Information shown:
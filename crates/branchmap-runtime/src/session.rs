#![forbid(unsafe_code)]

//! The tracker session.
//!
//! [`Session`] owns everything one tracked page needs: the host, the store,
//! the current tree and scene, the navigator, the scheduler, and the overlay
//! window state. The embedding (a browser runner or a test) drives it with
//! three kinds of input:
//!
//! - **time**: [`Session::tick`] with a monotonically increasing offset,
//! - **host notifications**: [`Session::notify`] for document mutations and
//!   [`Session::ingest_payload`] for observed network responses,
//! - **user input**: clicks, hover, drag, resize, and the visibility toggle.
//!
//! Nothing blocks. Host interactions are issued during a tick and their
//! effect is read on a later one.
//!
//! # Pass suppression
//!
//! An extraction pass is held back while the host streams a response and
//! while the overlay is dragged or resized. Held-back passes collapse into
//! exactly one pass after the last reason lifts. A hidden overlay still
//! extracts and persists but does not render until it is shown again.

use std::time::Duration;

use branchmap_core::{
    ConversationTree, HostPage, MutationHint, Point, Size, TrackerConfig, TreeSource,
    conversation_id_from_path,
};
use branchmap_render::{
    NodeAction, RedrawGate, Scene, Suppression, TooltipState, action_for, render,
};
use branchmap_tree::{
    FeedEvent, MessageGraph, append_incremental, build, decode_payload, extract,
    is_conversation_url,
};
use web_time::Instant;

use crate::navigator::{NavOutcome, NavigationRequest, Navigator};
use crate::overlay::{OverlayGeometry, ResizeEdges};
use crate::schedule::{ChangeSource, Debouncer, Timers};
use crate::store::{KeyValueStore, TreeStore};

/// What a pass did.
#[derive(Debug, Clone, Copy, PartialEq, Eq)]
pub enum PassOutcome {
    /// Extracted, persisted, and drew a new scene.
    Rendered,
    /// Extracted and persisted; the overlay is hidden so nothing was drawn.
    Extracted,
    /// Held back until suppression lifts.
    Deferred,
}

/// Result of one [`Session::tick`].
#[derive(Debug, Clone, PartialEq, Eq)]
pub struct TickReport {
    pub pass: Option<PassOutcome>,
    pub navigation: NavOutcome,
}

/// Running counters, mostly for tests and diagnostics.
#[derive(Debug, Clone, Copy, PartialEq, Eq, Default)]
pub struct SessionStats {
    pub passes: u64,
    pub renders: u64,
    pub deferred: u64,
    pub navigations: u64,
}

#[derive(Debug, Clone, Copy, PartialEq)]
enum Interaction {
    Drag {
        /// Pointer offset from the overlay origin.
        grab: Point,
    },
    Resize {
        edges: ResizeEdges,
        start: Point,
        from: OverlayGeometry,
    },
}

/// One tracked page.
pub struct Session<H, S> {
    host: H,
    store: TreeStore<S>,
    config: TrackerConfig,
    conversation_id: String,
    graph: Option<MessageGraph>,
    tree: ConversationTree,
    scene: Scene,
    scene_stale: bool,
    navigator: Navigator,
    debouncer: Debouncer,
    timers: Timers,
    gate: RedrawGate,
    tooltip: TooltipState,
    viewport: Size,
    geometry: OverlayGeometry,
    visible: bool,
    interaction: Option<Interaction>,
    last_turn_count: usize,
    pending_scroll: Option<usize>,
    stats: SessionStats,
}
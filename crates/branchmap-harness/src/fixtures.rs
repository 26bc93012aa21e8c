#![forbid(unsafe_code)]

//! Network payload fixtures.
//!
//! Builders for the JSON shapes the host API delivers: message-mapping
//! graphs, single messages, and server-sent-event bodies. Graphs interleave
//! an assistant reply after every user message, like a real conversation.

use serde_json::{Map, Value, json};

/// Incrementally builds a message-mapping graph.
#[derive(Debug, Clone, Default)]
pub struct GraphFixture {
    mapping: Map<String, Value>,
    current_node: Option<String>,
    clock: f64,
}

impl GraphFixture {
    /// A graph holding only the system root message `root`.
    #[must_use]
    pub fn new() -> Self {
        let mut mapping = Map::new();
        mapping.insert(
            "root".to_owned(),
            json!({"message": null, "parent": null, "children": []}),
        );
        Self {
            mapping,
            current_node: Some("root".to_owned()),
            clock: 1_700_000_000.0,
        }
    }

    fn insert(&mut self, id: &str, role: &str, text: &str, parent: Option<&str>) {
        self.clock += 1.0;
        self.mapping.insert(
            id.to_owned(),
            json!({
                "id": id,
                "message": {
                    "id": id,
                    "author": {"role": role},
                    "content": {"content_type": "text", "parts": [text]},
                    "create_time": self.clock,
                },
                "parent": parent,
                "children": [],
            }),
        );
    }

    /// Add a user message under `parent` followed by an assistant reply
    /// `{id}-reply`. The reply becomes the current node.
    #[must_use]
    pub fn user(mut self, id: &str, text: &str, parent: &str) -> Self {
        self.insert(id, "user", text, Some(parent));
        let reply = format!("{id}-reply");
        self.insert(&reply, "assistant", "ok", Some(id));
        self.current_node = Some(reply);
        self
    }

    /// Add a user message without a reply.
    #[must_use]
    pub fn user_only(mut self, id: &str, text: &str, parent: Option<&str>) -> Self {
        self.insert(id, "user", text, parent);
        self.current_node = Some(id.to_owned());
        self
    }

    /// Override the current node.
    #[must_use]
    pub fn current(mut self, id: &str) -> Self {
        self.current_node = Some(id.to_owned());
        self
    }

    /// The bare mapping object.
    #[must_use]
    pub fn mapping(&self) -> Value {
        Value::Object(self.mapping.clone())
    }

    /// A conversation load response: `{title, mapping, current_node}`.
    #[must_use]
    pub fn conversation_body(&self) -> String {
        json!({
            "title": "fixture",
            "mapping": self.mapping(),
            "current_node": self.current_node,
        })
        .to_string()
    }

    /// The same graph nested under a `conversation` key.
    #[must_use]
    pub fn nested_body(&self) -> String {
        json!({
            "conversation": {
                "mapping": self.mapping(),
                "current_node": self.current_node,
            }
        })
        .to_string()
    }
}

/// A linear conversation of `n` user turns named `u0..u{n-1}`.
#[must_use]
pub fn linear_graph(n: usize) -> GraphFixture {
    (0..n).fold(GraphFixture::new(), |graph, i| {
        let parent = if i == 0 {
            "root".to_owned()
        } else {
            format!("u{}-reply", i - 1)
        };
        graph.user(&format!("u{i}"), &format!("message {i}"), &parent)
    })
}

/// Three user messages, each the parent of the next, with no assistant
/// turns in between.
#[must_use]
pub fn user_only_chain() -> GraphFixture {
    GraphFixture::new()
        .user_only("u0", "first", None)
        .user_only("u1", "second", Some("u0"))
        .user_only("u2", "third", Some("u1"))
}

/// A conversation whose second turn was edited twice: `u1a`, `u1b`, `u1c`
/// all answer `u0-reply`. The current branch continues from `u1b` into `u2`.
#[must_use]
pub fn edited_graph() -> GraphFixture {
    GraphFixture::new()
        .user("u0", "hello", "root")
        .user("u1a", "first try", "u0-reply")
        .user("u1b", "second try", "u0-reply")
        .user("u1c", "third try", "u0-reply")
        .user("u2", "follow up", "u1b-reply")
}

/// A single-message body, as sent after posting a new turn.
#[must_use]
pub fn message_body(id: &str, role: &str, text: &str) -> String {
    json!({
        "message": {
            "id": id,
            "author": {"role": role},
            "content": {"content_type": "text", "parts": [text]},
        },
        "conversation_id": "fixture",
    })
    .to_string()
}

/// Wrap JSON frames in server-sent-event framing with a `[DONE]` sentinel.
#[must_use]
pub fn sse_body(frames: &[String]) -> String {
    let mut body = String::new();
    for frame in frames {
        body.push_str("event: delta\n");
        body.push_str("data: ");
        body.push_str(frame);
        body.push_str("\n\n");
    }
    body.push_str("data: [DONE]\n\n");
    body
}
#![forbid(unsafe_code)]

//! SVG serialization of a [`Scene`].
//!
//! The markup carries classes rather than inline colours; the host page's
//! stylesheet decides how active and inactive items look.

use std::fmt::Write as _;

use crate::scene::{Scene, SceneItem};

fn escape(text: &str) -> String {
    let mut out = String::with_capacity(text.len());
    for c in text.chars() {
        match c {
            '&' => out.push_str("&amp;"),
            '<' => out.push_str("&lt;"),
            '>' => out.push_str("&gt;"),
            '"' => out.push_str("&quot;"),
            '\'' => out.push_str("&#39;"),
            c => out.push(c),
        }
    }
    out
}

/// Render a scene as a standalone `<svg>` element.
#[must_use]
pub fn to_svg(scene: &Scene) -> String {
    let mut out = String::new();
    let (w, h) = (scene.canvas.width, scene.canvas.height);
    let _ = write!(
        out,
        r#"<svg xmlns="http://www.w3.org/2000/svg" width="{w}" height="{h}" viewBox="0 0 {w} {h}">"#
    );
    for item in &scene.items {
        match item {
            SceneItem::Connector(connector) => {
                let class = if connector.active {
                    "tree-link active"
                } else {
                    "tree-link"
                };
                let _ = write!(
                    out,
                    r#"<path class="{class}" data-child="{}" d="{}" fill="none"/>"#,
                    escape(&connector.child_id),
                    connector.path_data()
                );
            }
            SceneItem::Marker {
                node_id,
                center,
                radius,
                active,
                title,
            } => {
                let class = if *active { "tree-node current" } else { "tree-node" };
                let _ = write!(
                    out,
                    r#"<circle class="{class}" data-node="{}" cx="{}" cy="{}" r="{radius}"><title>{}</title></circle>"#,
                    escape(node_id),
                    center.x,
                    center.y,
                    escape(title)
                );
            }
            SceneItem::Label { node_id, at, text } => {
                let _ = write!(
                    out,
                    r#"<text class="tree-label" data-node="{}" x="{}" y="{}" text-anchor="middle" dominant-baseline="central">{}</text>"#,
                    escape(node_id),
                    at.x,
                    at.y,
                    escape(text)
                );
            }
            SceneItem::EmptyState { message } => {
                let _ = write!(
                    out,
                    r#"<text class="tree-empty" x="{}" y="{}" text-anchor="middle">{}</text>"#,
                    w / 2.0,
                    h / 2.0,
                    escape(message)
                );
            }
        }
    }
    out.push_str("</svg>");
    out
}

#[cfg(test)]
mod tests {
    use super::*;
    use crate::scene::EMPTY_STATE_MESSAGE;
    use branchmap_core::{Point, Size};

    #[test]
    fn empty_state_svg() {
        let scene = Scene {
            canvas: Size::new(300.0, 300.0),
            items: vec![SceneItem::EmptyState {
                message: EMPTY_STATE_MESSAGE.into(),
            }],
        };
        let svg = to_svg(&scene);
        assert!(svg.starts_with("<svg"));
        assert!(svg.contains(r#"x="150" y="150""#));
        assert!(svg.contains(EMPTY_STATE_MESSAGE));
        assert!(svg.ends_with("</svg>"));
    }

    #[test]
    fn titles_are_escaped() {
        let scene = Scene {
            canvas: Size::new(300.0, 300.0),
            items: vec![SceneItem::Marker {
                node_id: "n".into(),
                center: Point::new(10.0, 20.0),
                radius: 22.0,
                active: true,
                title: "<b>&</b>".into(),
            }],
        };
        let svg = to_svg(&scene);
        assert!(svg.contains("&lt;b&gt;&amp;&lt;/b&gt;"));
        assert!(svg.contains(r#"class="tree-node current""#));
    }
}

What you will do: Across the data above, how many lines include the word "under"? Give only the number.

Task solution: 2